My riding has the second-highest
population of seniors in the province. These frail and elderly people
have the highest need for health care, but you've done nothing to
help them by alienating and maligning the very doctors we need to
deliver the services they need. Thousands of patients across my
riding will be orphaned because you are driving doctors out of Ontario
and out of the profession.
The Speaker (Hon Alvin Curling): Question?
Ms Scott: Minister, I
don't want to hear your platitudes. I don't want to hear your reannouncements
of any of your programs. What I do want to hear is, what are you
going to do to fix the doctor problem in Haliburton-Victoria-Brock?
Hon George Smitherman
(Minister of Health and Long-Term Care): Apparently, based on the
limitations of your question, you don't want to hear any reality
either, like looking around you to the cruel reality that for eight
years your party had the honour and privilege of being the government
of Ontario and waited for so many of those years to enhance the
capacity to produce doctors.
What have we done? When
we arrived here, just as one example, Ontario had the capacity to
provide residency spots on an annual basis for 65 of our international
medical graduates, those foreign-trained professionals we hear about
so much. Barely one year in office, there are 165 foreign-trained
doctors in residency positions in Ontario today. Next year, that
number will be 200.
Further, we're moving
forward on an initiative to build 150 family health teams. Despite
the pessimism of the honourable member, what I know for sure is
that many of the communities in her very riding are lined up and
have expressed interest already in one of our government's family
health teams. I can only assume, as we announce them --
The Speaker: The member from Kitchener-Waterloo, supplementary.
Mrs Elizabeth Witmer
(Kitchener-Waterloo): Once again, all we get is rhetoric. This minister
once again fails to answer the question, just as the "pay more,
get less" health care plan --
Interjections.
The Speaker: It must be time for Christmas with all this chatting
going on. For the last time, remember, it's question period.
Interjections.
The Speaker: Order. Supplementary, member from Kitchener-Waterloo.
1500
Mrs Witmer: As I said, once again this minister has failed to answer
the question, just as your "pay more, get less" health
plan has failed patients in Ontario.
Ontario's doctor shortage
needs a minister who can work with, as opposed to alienating, doctors
to address the issue. It has been 23 days since doctors overwhelmingly
rejected your health plan. It has been 21 days since we asked you
in this House what you were going to do about it. Today the public
still doesn't know what your plan is to address the issue. One day
you tell us you won't negotiate, then you flip-flop and say you
will. Then the Premier, on Saturday in the Star, says you won't
negotiate.
Minister, will you now
admit you bungled the deal with the doctors and made a mistake in
trying to impose an agreement on the 24,000 doctors? When are you
going to officially resume negotiations, and when do you intend
to have a deal in place so we can address the doctor shortage?

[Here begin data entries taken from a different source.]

#![allow(dead_code)]

use hfmd_core::{HubClient, ProgressSink, TransferCoordinator};
use hfmd_types::{FileDescriptor, TaskId, TransferOutcome};
use parking_lot::Mutex;
use std::collections::HashMap;
use std::net::SocketAddr;
use std::path::Path;
use std::sync::atomic::{AtomicUsize, Ordering};
use std::sync::Arc;
use std::time::Duration;
use tokio::io::{AsyncReadExt, AsyncWriteExt};
use tokio::net::{TcpListener, TcpStream};

pub const REPO: &str = "org/model";

pub fn coordinator(endpoint: &str) -> TransferCoordinator {
    TransferCoordinator::new(HubClient::with_endpoint(endpoint, None).unwrap())
}

pub fn file(path: &str, size: u64) -> FileDescriptor {
    FileDescriptor::file(path, format!("oid-{}", path), size)
}

pub fn resolve_path(path: &str) -> String {
    format!("/{}/resolve/main/{}", REPO, path)
}

pub async fn read(path: impl AsRef<Path>) -> Vec<u8> {
    tokio::fs::read(path).await.unwrap()
}

/// Records sink calls and the peak number of tasks between `start` and `finish`
#[derive(Default)]
pub struct RecordingSink {
    pub totals: Mutex<HashMap<TaskId, u64>>,
    pub advanced: Mutex<HashMap<TaskId, u64>>,
    active: AtomicUsize,
    pub peak: AtomicUsize,
}

impl ProgressSink for RecordingSink {
    fn start(&self, _task: TaskId, _path: &str) {
        let now = self.active.fetch_add(1, Ordering::SeqCst) + 1;
        self.peak.fetch_max(now, Ordering::SeqCst);
    }

    fn set_total(&self, task: TaskId, total: u64) {
        let previous = self.totals.lock().insert(task, total);
        assert!(previous.is_none(), "set_total called twice for {task}");
        assert!(
            !self.advanced.lock().contains_key(&task),
            "set_total called after advance for {task}"
        );
    }

    fn advance(&self, task: TaskId, delta: u64) {
        *self.advanced.lock().entry(task).or_insert(0) += delta;
    }

    fn finish(&self, _task: TaskId, _outcome: &TransferOutcome) {
        self.active.fetch_sub(1, Ordering::SeqCst);
    }
}

/// Responses that a regular mock server will not produce
#[derive(Clone)]
pub enum RawReply {
    /// 206 for `Range: bytes=N-`, 200 otherwise
    Ranged(Vec<u8>),
    /// 200 without Content-Length, body ends when the connection closes
    NoLength(Vec<u8>),
    /// Declares `declared` bytes, sends `body`, then keeps the connection open
    Stall { declared: u64, body: Vec<u8> },
    /// Declares `declared` bytes, sends `body`, then closes the connection
    Truncated { declared: u64, body: Vec<u8> },
}

#[derive(Debug, Clone)]
pub struct RecordedRequest {
    pub path: String,
    pub range: Option<String>,
}

/// Minimal HTTP/1.1 responder over a raw TCP socket
pub struct RawServer {
    addr: SocketAddr,
    requests: Arc<Mutex<Vec<RecordedRequest>>>,
}

impl RawServer {
    pub async fn start(routes: HashMap<String, RawReply>) -> Self {
        let listener = TcpListener::bind("127.0.0.1:0").await.unwrap();
        let addr = listener.local_addr().unwrap();
        let requests = Arc::new(Mutex::new(Vec::new()));
        let routes = Arc::new(routes);

        let recorded = requests.clone();
        tokio::spawn(async move {
            while let Ok((socket, _)) = listener.accept().await {
                let routes = routes.clone();
                let recorded = recorded.clone();
                tokio::spawn(async move {
                    let _ = serve(socket, &routes, &recorded).await;
                });
            }
        });

        Self { addr, requests }
    }

    pub fn uri(&self) -> String {
        format!("http://{}", self.addr)
    }

    pub fn requests(&self) -> Vec<RecordedRequest> {
        self.requests.lock().clone()
    }
}

async fn serve(
    mut socket: TcpStream,
    routes: &HashMap<String, RawReply>,
    recorded: &Mutex<Vec<RecordedRequest>>,
) -> std::io::Result<()> {
    let mut head = Vec::new();
    let mut buf = [0u8; 1024];
    while !head.windows(4).any(|w| w == b"\r\n\r\n") {
        let n = socket.read(&mut buf).await?;
        if n == 0 {
            return Ok(());
        }
        head.extend_from_slice(&buf[..n]);
    }

    let head = String::from_utf8_lossy(&head).to_string();
    let mut lines = head.lines();
    let path = lines
        .next()
        .and_then(|l| l.split_whitespace().nth(1))
        .unwrap_or("/")
        .to_string();
    let range = lines.find_map(|l| {
        let (name, value) = l.split_once(':')?;
        name.eq_ignore_ascii_case("range").then(|| value.trim().to_string())
    });
    recorded.lock().push(RecordedRequest {
        path: path.clone(),
        range: range.clone(),
    });

    let Some(reply) = routes.get(&path) else {
        socket
            .write_all(b"HTTP/1.1 404 Not Found\r\nContent-Length: 0\r\nConnection: close\r\n\r\n")
            .await?;
        return socket.shutdown().await;
    };

    match reply {
        RawReply::Ranged(body) => {
            let offset = range
                .as_deref()
                .and_then(|r| r.strip_prefix("bytes="))
                .and_then(|r| r.trim_end_matches('-').parse::<usize>().ok());
            let response = match offset {
                Some(offset) if offset <= body.len() => {
                    let rest = &body[offset..];
                    let mut out = format!(
                        "HTTP/1.1 206 Partial Content\r\nContent-Length: {}\r\nContent-Range: bytes {}-{}/{}\r\nConnection: close\r\n\r\n",
                        rest.len(),
                        offset,
                        body.len().saturating_sub(1),
                        body.len()
                    )
                    .into_bytes();
                    out.extend_from_slice(rest);
                    out
                }
                _ => {
                    let mut out = format!(
                        "HTTP/1.1 200 OK\r\nContent-Length: {}\r\nConnection: close\r\n\r\n",
                        body.len()
                    )
                    .into_bytes();
                    out.extend_from_slice(body);
                    out
                }
            };
            socket.write_all(&response).await?;
            socket.shutdown().await
        }
        RawReply::NoLength(body) => {
            socket
                .write_all(b"HTTP/1.1 200 OK\r\nConnection: close\r\n\r\n")
                .await?;
            socket.write_all(body).await?;
            socket.shutdown().await
        }
        RawReply::Stall { declared, body } => {
            let header = format!(
                "HTTP/1.1 200 OK\r\nContent-Length: {}\r\nConnection: close\r\n\r\n",
                declared
            );
            socket.write_all(header.as_bytes()).await?;
            socket.write_all(body).await?;
            socket.flush().await?;
            tokio::time::sleep(Duration::from_secs(60)).await;
            Ok(())
        }
        RawReply::Truncated { declared, body } => {
            let header = format!(
                "HTTP/1.1 200 OK\r\nContent-Length: {}\r\nConnection: close\r\n\r\n",
                declared
            );
            socket.write_all(header.as_bytes()).await?;
            socket.write_all(body).await?;
            socket.shutdown().await
        }
    }
}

Hon Mr Smitherman: The honourable member, herself the Minister of
Health in this province for three years, can't stand up and ask
a supplementary; she has to read it. The idea that we've got 100
more international medical graduates today being given residency
spots, which is one small step away from being in service to Ontarians
-- she calls that rhetoric; I call that progress for Ontarians.
On the matter of our
work with the Ontario Medical Association, I'm very pleased to confirm
for the honourable member that as of Saturday morning, we've been
involved in very fruitful conversations.